> What is being asked
Which lines of the records contain the word "elements"? Show each of them.

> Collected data
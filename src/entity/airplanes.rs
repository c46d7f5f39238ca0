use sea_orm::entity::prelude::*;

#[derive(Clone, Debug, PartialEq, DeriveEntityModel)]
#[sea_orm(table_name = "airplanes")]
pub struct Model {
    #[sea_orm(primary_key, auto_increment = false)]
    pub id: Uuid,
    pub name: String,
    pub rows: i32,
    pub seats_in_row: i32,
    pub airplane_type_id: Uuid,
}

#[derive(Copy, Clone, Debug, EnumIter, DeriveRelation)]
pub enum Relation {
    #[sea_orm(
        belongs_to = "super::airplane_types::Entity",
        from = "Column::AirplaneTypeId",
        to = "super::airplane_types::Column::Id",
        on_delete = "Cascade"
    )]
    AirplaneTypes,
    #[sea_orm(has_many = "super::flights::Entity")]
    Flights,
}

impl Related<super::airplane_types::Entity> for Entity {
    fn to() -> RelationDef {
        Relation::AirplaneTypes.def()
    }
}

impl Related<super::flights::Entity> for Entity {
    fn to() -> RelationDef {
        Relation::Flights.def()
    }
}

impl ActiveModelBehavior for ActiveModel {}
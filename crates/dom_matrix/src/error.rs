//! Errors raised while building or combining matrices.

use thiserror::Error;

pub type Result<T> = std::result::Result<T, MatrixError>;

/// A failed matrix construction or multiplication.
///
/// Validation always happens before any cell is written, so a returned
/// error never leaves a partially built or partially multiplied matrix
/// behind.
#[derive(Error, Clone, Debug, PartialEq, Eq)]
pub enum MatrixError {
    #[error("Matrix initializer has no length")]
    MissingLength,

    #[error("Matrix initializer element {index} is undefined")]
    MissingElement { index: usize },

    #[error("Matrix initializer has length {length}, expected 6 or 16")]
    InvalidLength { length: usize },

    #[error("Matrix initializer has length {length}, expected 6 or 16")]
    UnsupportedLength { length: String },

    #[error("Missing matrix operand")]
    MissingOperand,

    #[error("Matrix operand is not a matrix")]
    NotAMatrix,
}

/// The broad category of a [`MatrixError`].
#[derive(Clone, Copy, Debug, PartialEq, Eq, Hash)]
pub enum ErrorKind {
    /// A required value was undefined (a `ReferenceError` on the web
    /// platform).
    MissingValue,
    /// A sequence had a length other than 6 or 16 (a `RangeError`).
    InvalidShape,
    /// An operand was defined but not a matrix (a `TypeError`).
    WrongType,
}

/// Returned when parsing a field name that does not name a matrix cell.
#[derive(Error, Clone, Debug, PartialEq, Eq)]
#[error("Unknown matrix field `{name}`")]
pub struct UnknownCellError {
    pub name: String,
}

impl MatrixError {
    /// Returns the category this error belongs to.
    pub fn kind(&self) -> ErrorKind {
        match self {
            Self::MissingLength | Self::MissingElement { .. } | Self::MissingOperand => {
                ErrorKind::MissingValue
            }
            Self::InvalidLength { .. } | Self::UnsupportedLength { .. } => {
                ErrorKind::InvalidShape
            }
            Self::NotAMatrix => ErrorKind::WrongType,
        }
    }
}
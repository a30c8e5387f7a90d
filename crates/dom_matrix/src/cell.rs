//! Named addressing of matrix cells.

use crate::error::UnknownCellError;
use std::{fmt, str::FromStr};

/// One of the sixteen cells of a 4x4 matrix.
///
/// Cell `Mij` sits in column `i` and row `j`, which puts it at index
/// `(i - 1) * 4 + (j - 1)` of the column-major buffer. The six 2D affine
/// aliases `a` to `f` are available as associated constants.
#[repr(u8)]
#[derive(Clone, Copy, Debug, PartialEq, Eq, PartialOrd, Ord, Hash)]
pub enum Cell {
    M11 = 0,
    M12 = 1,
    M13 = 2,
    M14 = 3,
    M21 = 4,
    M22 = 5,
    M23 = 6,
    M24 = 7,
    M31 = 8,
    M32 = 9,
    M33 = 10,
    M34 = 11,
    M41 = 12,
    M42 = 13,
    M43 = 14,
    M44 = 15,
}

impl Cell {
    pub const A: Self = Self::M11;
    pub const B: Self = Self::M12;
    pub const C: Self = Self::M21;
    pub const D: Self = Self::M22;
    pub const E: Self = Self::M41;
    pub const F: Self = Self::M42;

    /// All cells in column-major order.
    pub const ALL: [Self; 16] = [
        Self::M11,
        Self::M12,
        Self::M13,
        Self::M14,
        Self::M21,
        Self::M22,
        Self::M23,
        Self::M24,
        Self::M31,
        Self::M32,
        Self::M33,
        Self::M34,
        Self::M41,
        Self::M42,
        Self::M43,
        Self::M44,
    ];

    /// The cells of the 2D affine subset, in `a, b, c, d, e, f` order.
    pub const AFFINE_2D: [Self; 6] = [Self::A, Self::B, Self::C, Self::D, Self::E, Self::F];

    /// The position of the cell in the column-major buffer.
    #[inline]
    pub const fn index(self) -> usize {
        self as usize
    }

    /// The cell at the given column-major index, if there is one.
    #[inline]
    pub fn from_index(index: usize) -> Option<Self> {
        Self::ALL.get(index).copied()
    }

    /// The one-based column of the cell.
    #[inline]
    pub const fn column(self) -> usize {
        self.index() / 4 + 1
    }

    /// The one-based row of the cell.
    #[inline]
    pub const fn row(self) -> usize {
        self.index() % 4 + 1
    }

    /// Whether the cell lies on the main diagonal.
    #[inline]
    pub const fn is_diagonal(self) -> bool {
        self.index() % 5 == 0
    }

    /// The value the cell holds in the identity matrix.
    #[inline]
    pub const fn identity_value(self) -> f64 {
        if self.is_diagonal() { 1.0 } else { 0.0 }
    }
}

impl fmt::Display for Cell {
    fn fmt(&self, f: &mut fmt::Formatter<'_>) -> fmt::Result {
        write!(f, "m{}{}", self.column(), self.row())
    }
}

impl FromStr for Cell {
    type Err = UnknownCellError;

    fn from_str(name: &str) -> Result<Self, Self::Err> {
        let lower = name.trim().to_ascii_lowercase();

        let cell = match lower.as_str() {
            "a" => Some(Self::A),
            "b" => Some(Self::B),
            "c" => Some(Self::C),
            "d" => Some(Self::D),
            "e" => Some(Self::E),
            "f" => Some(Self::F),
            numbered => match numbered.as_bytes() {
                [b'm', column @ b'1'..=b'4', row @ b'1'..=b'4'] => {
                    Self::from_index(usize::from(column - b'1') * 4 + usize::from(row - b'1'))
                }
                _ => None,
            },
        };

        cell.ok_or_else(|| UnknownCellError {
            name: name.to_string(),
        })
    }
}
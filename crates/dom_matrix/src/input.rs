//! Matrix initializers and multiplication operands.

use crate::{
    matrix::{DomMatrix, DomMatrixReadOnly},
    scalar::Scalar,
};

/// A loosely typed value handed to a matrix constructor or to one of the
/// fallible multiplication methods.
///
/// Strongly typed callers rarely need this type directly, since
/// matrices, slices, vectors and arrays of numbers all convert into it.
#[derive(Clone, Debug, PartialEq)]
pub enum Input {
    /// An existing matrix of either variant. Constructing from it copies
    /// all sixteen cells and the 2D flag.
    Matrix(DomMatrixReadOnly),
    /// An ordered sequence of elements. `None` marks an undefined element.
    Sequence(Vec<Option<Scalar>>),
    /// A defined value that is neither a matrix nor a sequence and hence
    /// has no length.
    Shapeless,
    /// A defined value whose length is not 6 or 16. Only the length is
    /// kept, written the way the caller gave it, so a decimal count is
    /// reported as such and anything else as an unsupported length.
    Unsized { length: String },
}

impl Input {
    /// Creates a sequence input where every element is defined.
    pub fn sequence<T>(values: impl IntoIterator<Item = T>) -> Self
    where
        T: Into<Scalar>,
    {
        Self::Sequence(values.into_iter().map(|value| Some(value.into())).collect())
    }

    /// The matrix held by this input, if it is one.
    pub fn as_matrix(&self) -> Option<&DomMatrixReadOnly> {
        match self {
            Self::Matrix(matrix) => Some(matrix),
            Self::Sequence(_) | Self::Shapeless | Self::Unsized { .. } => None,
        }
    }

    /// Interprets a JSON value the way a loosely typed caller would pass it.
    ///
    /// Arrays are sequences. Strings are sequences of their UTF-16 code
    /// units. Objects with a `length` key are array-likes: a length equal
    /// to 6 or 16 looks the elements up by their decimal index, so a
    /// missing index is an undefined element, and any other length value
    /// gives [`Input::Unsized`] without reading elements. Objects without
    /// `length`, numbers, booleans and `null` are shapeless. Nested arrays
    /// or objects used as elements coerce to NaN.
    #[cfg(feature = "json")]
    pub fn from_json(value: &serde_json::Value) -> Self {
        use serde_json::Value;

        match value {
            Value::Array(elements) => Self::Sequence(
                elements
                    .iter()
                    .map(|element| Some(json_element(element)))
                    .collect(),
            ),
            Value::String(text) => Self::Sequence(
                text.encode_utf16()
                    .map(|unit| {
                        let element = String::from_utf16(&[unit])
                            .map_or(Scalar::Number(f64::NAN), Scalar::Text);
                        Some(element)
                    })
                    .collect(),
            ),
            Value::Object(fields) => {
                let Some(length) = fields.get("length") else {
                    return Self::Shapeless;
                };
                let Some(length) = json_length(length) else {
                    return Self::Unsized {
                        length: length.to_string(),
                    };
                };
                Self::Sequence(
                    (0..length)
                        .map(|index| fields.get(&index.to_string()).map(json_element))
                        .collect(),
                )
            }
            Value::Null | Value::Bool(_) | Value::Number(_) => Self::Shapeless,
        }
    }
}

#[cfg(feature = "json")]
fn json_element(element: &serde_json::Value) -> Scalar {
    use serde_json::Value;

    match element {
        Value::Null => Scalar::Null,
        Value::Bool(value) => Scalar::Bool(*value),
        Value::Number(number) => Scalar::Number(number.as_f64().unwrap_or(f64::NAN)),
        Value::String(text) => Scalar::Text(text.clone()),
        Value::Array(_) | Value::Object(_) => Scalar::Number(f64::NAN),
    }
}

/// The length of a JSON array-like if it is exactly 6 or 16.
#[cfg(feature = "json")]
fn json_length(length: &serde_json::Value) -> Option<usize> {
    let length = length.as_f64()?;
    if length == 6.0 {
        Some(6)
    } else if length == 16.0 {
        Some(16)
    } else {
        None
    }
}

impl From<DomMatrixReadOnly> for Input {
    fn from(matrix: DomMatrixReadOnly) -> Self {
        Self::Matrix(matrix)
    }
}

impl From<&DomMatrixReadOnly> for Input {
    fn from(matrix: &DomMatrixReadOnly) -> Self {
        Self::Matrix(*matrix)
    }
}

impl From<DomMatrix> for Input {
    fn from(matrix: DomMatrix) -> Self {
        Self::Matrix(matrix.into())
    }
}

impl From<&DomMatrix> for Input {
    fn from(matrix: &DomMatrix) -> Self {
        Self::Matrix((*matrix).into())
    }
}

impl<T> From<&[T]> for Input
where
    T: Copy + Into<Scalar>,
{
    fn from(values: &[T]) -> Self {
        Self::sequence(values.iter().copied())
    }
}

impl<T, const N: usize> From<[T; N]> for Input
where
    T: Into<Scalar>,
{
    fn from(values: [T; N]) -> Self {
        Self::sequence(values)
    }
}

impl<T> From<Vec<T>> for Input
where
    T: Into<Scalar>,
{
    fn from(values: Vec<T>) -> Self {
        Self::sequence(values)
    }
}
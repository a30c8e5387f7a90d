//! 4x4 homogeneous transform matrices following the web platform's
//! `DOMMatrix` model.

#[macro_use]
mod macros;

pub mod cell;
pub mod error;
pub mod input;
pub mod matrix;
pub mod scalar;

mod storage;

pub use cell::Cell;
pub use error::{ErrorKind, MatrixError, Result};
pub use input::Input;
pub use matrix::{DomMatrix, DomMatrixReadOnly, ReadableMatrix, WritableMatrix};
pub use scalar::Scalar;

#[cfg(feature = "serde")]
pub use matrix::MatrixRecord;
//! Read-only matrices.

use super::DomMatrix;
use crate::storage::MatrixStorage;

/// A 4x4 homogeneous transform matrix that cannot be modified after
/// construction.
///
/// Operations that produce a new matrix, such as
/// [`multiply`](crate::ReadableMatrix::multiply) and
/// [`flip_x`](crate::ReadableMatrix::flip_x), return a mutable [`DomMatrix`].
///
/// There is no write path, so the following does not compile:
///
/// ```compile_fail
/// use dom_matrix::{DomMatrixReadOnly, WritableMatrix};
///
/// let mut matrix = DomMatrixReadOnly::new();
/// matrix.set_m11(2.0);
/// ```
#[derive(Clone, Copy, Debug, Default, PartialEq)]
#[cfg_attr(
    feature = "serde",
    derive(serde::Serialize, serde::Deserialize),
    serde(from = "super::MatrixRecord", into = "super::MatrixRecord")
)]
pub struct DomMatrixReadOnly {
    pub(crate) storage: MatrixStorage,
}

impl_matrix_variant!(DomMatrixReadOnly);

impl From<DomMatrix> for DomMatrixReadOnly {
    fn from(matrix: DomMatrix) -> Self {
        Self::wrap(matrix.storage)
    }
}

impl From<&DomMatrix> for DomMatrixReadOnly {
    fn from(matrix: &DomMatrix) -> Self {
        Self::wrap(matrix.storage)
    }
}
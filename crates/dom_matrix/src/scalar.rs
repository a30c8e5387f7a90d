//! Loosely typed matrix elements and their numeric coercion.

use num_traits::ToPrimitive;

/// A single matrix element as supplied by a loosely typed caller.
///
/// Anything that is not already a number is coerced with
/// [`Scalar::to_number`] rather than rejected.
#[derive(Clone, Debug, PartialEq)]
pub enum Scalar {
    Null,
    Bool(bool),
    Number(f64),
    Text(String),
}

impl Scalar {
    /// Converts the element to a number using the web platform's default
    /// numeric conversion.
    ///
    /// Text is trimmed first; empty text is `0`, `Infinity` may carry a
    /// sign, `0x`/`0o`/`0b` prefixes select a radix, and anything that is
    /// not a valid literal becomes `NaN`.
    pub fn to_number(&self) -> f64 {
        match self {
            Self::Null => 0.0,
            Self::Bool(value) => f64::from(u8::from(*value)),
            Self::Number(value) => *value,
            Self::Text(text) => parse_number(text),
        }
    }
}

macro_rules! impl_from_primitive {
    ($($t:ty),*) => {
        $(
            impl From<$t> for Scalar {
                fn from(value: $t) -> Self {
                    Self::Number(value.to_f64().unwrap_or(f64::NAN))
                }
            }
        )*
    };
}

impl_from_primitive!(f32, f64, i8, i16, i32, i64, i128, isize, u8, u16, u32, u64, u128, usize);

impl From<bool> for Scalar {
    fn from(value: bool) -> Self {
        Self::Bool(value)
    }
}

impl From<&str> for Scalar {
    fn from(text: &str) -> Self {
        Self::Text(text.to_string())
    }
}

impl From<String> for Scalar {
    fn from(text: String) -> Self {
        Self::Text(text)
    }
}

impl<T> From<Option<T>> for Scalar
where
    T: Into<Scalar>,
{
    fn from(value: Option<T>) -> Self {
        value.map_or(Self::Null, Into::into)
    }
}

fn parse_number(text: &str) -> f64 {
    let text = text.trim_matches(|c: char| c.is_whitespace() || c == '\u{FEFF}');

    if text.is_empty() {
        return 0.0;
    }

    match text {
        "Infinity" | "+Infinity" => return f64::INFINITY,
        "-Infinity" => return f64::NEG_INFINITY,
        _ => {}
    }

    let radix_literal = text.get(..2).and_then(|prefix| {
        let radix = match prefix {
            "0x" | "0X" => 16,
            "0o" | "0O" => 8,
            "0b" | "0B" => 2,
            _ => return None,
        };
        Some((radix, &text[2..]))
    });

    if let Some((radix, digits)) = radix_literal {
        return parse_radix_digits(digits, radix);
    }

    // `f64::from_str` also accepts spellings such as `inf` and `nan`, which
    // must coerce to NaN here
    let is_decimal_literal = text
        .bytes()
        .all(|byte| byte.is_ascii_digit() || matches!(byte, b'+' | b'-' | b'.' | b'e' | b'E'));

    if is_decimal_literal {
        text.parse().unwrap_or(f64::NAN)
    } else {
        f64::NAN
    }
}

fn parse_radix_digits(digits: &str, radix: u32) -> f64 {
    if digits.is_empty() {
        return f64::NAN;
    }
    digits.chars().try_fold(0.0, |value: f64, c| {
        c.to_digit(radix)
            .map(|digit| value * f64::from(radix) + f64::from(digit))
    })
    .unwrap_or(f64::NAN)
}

> Response to this exercise
    /// An ordered sequence of elements. `None` marks an undefined element.
    /// to 6 or 16 looks the elements up by their decimal index, so a
    /// gives [`Input::Unsized`] without reading elements. Objects without
    /// or objects used as elements coerce to NaN.
            Value::Array(elements) => Self::Sequence(
                elements
//! Loosely typed matrix elements and their numeric coercion.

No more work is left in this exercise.